Nothing in the entries may be altered; copy them in full.
*** Opening of Supplied material ***
use thiserror::Error;

/// App errors
#[derive(Error, Debug)]
pub enum AppError {

    /// Toml parsing error
    #[error("Failed to parse config file: {0}")]
    TomlError(#[from] toml::de::Error),

    /// Config parsing error
    #[error("Failed to parse config file: {0}")]
    ConfigParseError(&'static str),

    /// Missing arguments
    #[error("Missing mandatory arguments: {0}\nPlease create a .env file or pass the options on the command line, see `vibe --help`.")]
    MissingArgError(String),

    /// Invalid argument value
    #[error("Incorrect argument value: {0}")]
    InvalidArgError(&'static str),

    /// Input data file does not exist
    #[error("The {0} file '{1}' was not found.")]
    MissingFile(&'static str, String),

    /// Library error
    #[error("{0}")]
    LibError(#[from] vibe_lib::Error),

    /// Other errors
    #[error("Reading user input: {0}")]
    Rustyline(#[from] rustyline::error::ReadlineError),

    /// Config parsing error
    #[error("The format of the color value is incorrect")]
    ColorParseError,

    /// Application logic error.
    #[error("Application error: {0}")]
    ApplicationError(&'static str),

    /// General error.
    #[error("{0}")]
    Error(String),
}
*** Close of Supplied material ***
- Output for this task:
use thiserror::Error;

/// App errors
#[derive(Error, Debug)]
pub enum AppError {

    /// Toml parsing error
    #[error("Failed to parse config file: {0}")]
    TomlError(#[from] toml::de::Error),

    /// Config parsing error
    #[error("Failed to parse config file: {0}")]
    ConfigParseError(&'static str),

    /// Missing arguments
    #[error("Missing mandatory arguments: {0}\nPlease create a .env file or pass the options on the command line, see `vibe --help`.")]
    MissingArgError(String),

    /// Invalid argument value
    #[error("Incorrect argument value: {0}")]
    InvalidArgError(&'static str),

    /// Input data file does not exist
    #[error("The {0} file '{1}' was not found.")]
    MissingFile(&'static str, String),

    /// Library error
    #[error("{0}")]
    LibError(#[from] vibe_lib::Error),

    /// Other errors
    #[error("Reading user input: {0}")]
    Rustyline(#[from] rustyline::error::ReadlineError),

    /// Config parsing error
    #[error("The format of the color value is incorrect")]
    ColorParseError,

    /// Application logic error.
    #[error("Application error: {0}")]
    ApplicationError(&'static str),

    /// General error.
    #[error("{0}")]
    Error(String),
}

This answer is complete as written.